Opinion: Time to eliminate the Alberta bureaucrat premium


by Franco Terrazzano, Canadian Taxpayers Federation

Long gone are the days when Alberta taxpayers could afford to pay a big premium for our top bureaucrats. With labour costs making up more than half of the government’s operating budget, it will be a key area for Premier Jason Kenney to address to balance the books. The first place to begin reining in these costs is top management positions within the bureaucracy, such as deputy and assistant deputy ministers.

A deputy minister is a senior bureaucrat responsible for a government department’s day-to-day operations. Alberta’s deputy ministers have a lot of responsibility, but with an average annual compensation of $327,000, it’s time for their paycheques to reflect the new realities facing taxpayers.

Kenney is expecting a $20-billion deficit this year and he won’t be able to balance the books or provide more tax relief unless he can bring Alberta’s government compensation in line with costs in other provinces.

But before Kenney can sell cuts to his entire government, he will need to make sure his department heads are willing to lead by example. That’s why the Canadian Taxpayers Federation is proposing a 20 per cent cut to Alberta’s deputy and assistant deputy ministers’ pay.

Alberta’s top bureaucrats currently receive a 30 per cent compensation premium compared to the average of British Columbia, Saskatchewan, Manitoba and Ontario, according to data in provincial compensation disclosure lists. That means a deputy minister in Alberta is receiving about $100,000 more every year than the same bureaucrat working the same job in Saskatchewan.

Alberta’s assistant deputy ministers also receive a 12 per cent compensation premium compared to the Ontario-West average, which translates into tens of thousands of dollars more every year than their counterparts in B.C. or Saskatchewan.

Even after a 20 per cent cut, Alberta’s deputy and assistant deputy ministers would still be raking in $261,838 and $187,268 respectively. Those would still be large, six figure salaries during a downturn and enough to compete with our neighbours for top talent.

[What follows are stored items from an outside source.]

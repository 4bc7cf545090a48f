//! Operations context for dependency injection

use pkgverify_config::Config;
use pkgverify_errors::{Error, OpsError};
use pkgverify_events::{EventEmitter, EventSender};

use crate::verify::TestOutput;

/// Operations context providing access to configuration and event reporting
pub struct OpsCtx {
    /// Event sender for progress reporting
    pub tx: EventSender,
    /// Effective configuration
    pub config: Config,
    /// Where the embedded test command's stdout goes
    pub test_output: TestOutput,
}

impl EventEmitter for OpsCtx {
    fn event_sender(&self) -> Option<&EventSender> {
        Some(&self.tx)
    }
}

/// Builder for operations context
#[derive(Default)]
pub struct OpsContextBuilder {
    tx: Option<EventSender>,
    config: Option<Config>,
    test_output: TestOutput,
}

impl OpsContextBuilder {
    /// Create new context builder
    #[must_use]
    pub fn new() -> Self {
        Self::default()
    }

    /// Set event sender
    #[must_use]
    pub fn with_event_sender(mut self, tx: EventSender) -> Self {
        self.tx = Some(tx);
        self
    }

    /// Set configuration
    #[must_use]
    pub fn with_config(mut self, config: Config) -> Self {
        self.config = Some(config);
        self
    }

    /// Set the stdout target for the embedded test command
    #[must_use]
    pub fn with_test_output(mut self, test_output: TestOutput) -> Self {
        self.test_output = test_output;
        self
    }

    /// Build the context
    ///
    /// # Errors
    ///
    /// Returns an error if a required component is missing or the
    /// configuration does not validate.
    pub fn build(self) -> Result<OpsCtx, Error> {
        let tx = self.tx.ok_or_else(|| OpsError::MissingComponent {
            component: "event_sender".to_string(),
        })?;

        let config = self.config.ok_or_else(|| OpsError::MissingComponent {
            component: "config".to_string(),
        })?;
        config.validate()?;

        Ok(OpsCtx {
            tx,
            config,
            test_output: self.test_output,
        })
    }
}
//! Package manifest (`package.json`) model
//!
//! Only the metadata the verifier reports on is modelled. Any JSON object is
//! accepted: fields of an unexpected type are rendered, never rejected.

use std::collections::BTreeMap;
use std::path::Path;

use pkgverify_errors::{Error, VerifyError};
use serde_json::{Map, Value};

/// Metadata read from an unpacked package's manifest
#[derive(Debug, Clone, Default, PartialEq, Eq)]
pub struct PackageManifest {
    pub name: Option<String>,
    pub version: Option<String>,
    /// Entry point, relative to the package root
    pub main: Option<String>,
    /// String-valued entries of `scripts`
    pub scripts: BTreeMap<String, String>,
}

impl PackageManifest {
    /// Parse manifest text
    ///
    /// `path` is only used to label the error. String fields are taken as-is,
    /// other non-null values in their JSON form, and absent or `null` fields
    /// become `None`.
    ///
    /// # Errors
    ///
    /// Returns `VerifyError::InvalidManifest` if the text is not valid JSON or
    /// its top-level value is not an object.
    pub fn parse(content: &str, path: &Path) -> Result<Self, Error> {
        let value: Value = serde_json::from_str(content).map_err(|e| invalid(path, &e.to_string()))?;

        let Value::Object(object) = value else {
            return Err(invalid(path, "top-level value must be an object"));
        };

        Ok(Self {
            name: field_text(&object, "name"),
            version: field_text(&object, "version"),
            main: field_text(&object, "main"),
            scripts: scripts(&object),
        })
    }

    /// The `test` script the package declares, if any
    #[must_use]
    pub fn test_script(&self) -> Option<&str> {
        self.scripts.get("test").map(String::as_str)
    }
}

fn field_text(object: &Map<String, Value>, key: &str) -> Option<String> {
    match object.get(key)? {
        Value::Null => None,
        Value::String(text) => Some(text.clone()),
        other => Some(other.to_string()),
    }
}

fn scripts(object: &Map<String, Value>) -> BTreeMap<String, String> {
    let Some(Value::Object(scripts)) = object.get("scripts") else {
        return BTreeMap::new();
    };

    scripts
        .iter()
        .filter_map(|(name, command)| Some((name.clone(), command.as_str()?.to_string())))
        .collect()
}

fn invalid(path: &Path, message: &str) -> Error {
    VerifyError::InvalidManifest {
        path: path.display().to_string(),
        message: message.to_string(),
    }
    .into()
}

The 20 per cent cut wouldn’t be unprecedented. New Zealand’s top bureaucrats agreed to a similar pay cut to show solidarity with their struggling taxpayers during the COVID-19 economic crisis.

“We acknowledge New Zealanders who are reliant on wage subsidies, taking pay cuts, and losing their jobs as a result of the Covid-19 global pandemic,” said New Zealand Prime Minister Jacinda Ardern. “I can confirm that myself and government ministers and public service chief executives will take a 20 per cent pay cut.”

Alberta taxpayers aren’t asking bureaucrats to do something we haven’t already done. For years, many Albertans have been walking away from their offices with cardboard boxes in hand. Pay cuts were inevitable for many working Albertans lucky enough to keep their jobs. Throughout the downturn, there were even reports of 50 per cent pay cuts to avoid further job losses.

Alberta’s business executives have already responded to the COVID-19 crisis by reducing their own pay.

“The reason our executives took the (20 per cent) rollback right away wasn’t because of investor pressure, it was because our employees are taking a hit,” said Dale Dusterhoft, Trican president and CEO. “We can’t ask our people to do something different than us.”

Executives at Cenovus Energy, Badger Daylighting, Parkland Fuel Corp. and WestJet Airlines have also announced cuts to their own compensation.

Alberta taxpayers have been struggling for years and we can no longer afford to pay the Alberta bureaucrat premium. Kenney will need to cut government compensation across the board to fix the province’s finances and provide further tax relief. But the first place to start reining in costs is at the top, with Alberta’s deputy and assistant deputy ministers.

Franco Terrazzano is the Alberta Director of the Canadian Taxpayers Federation.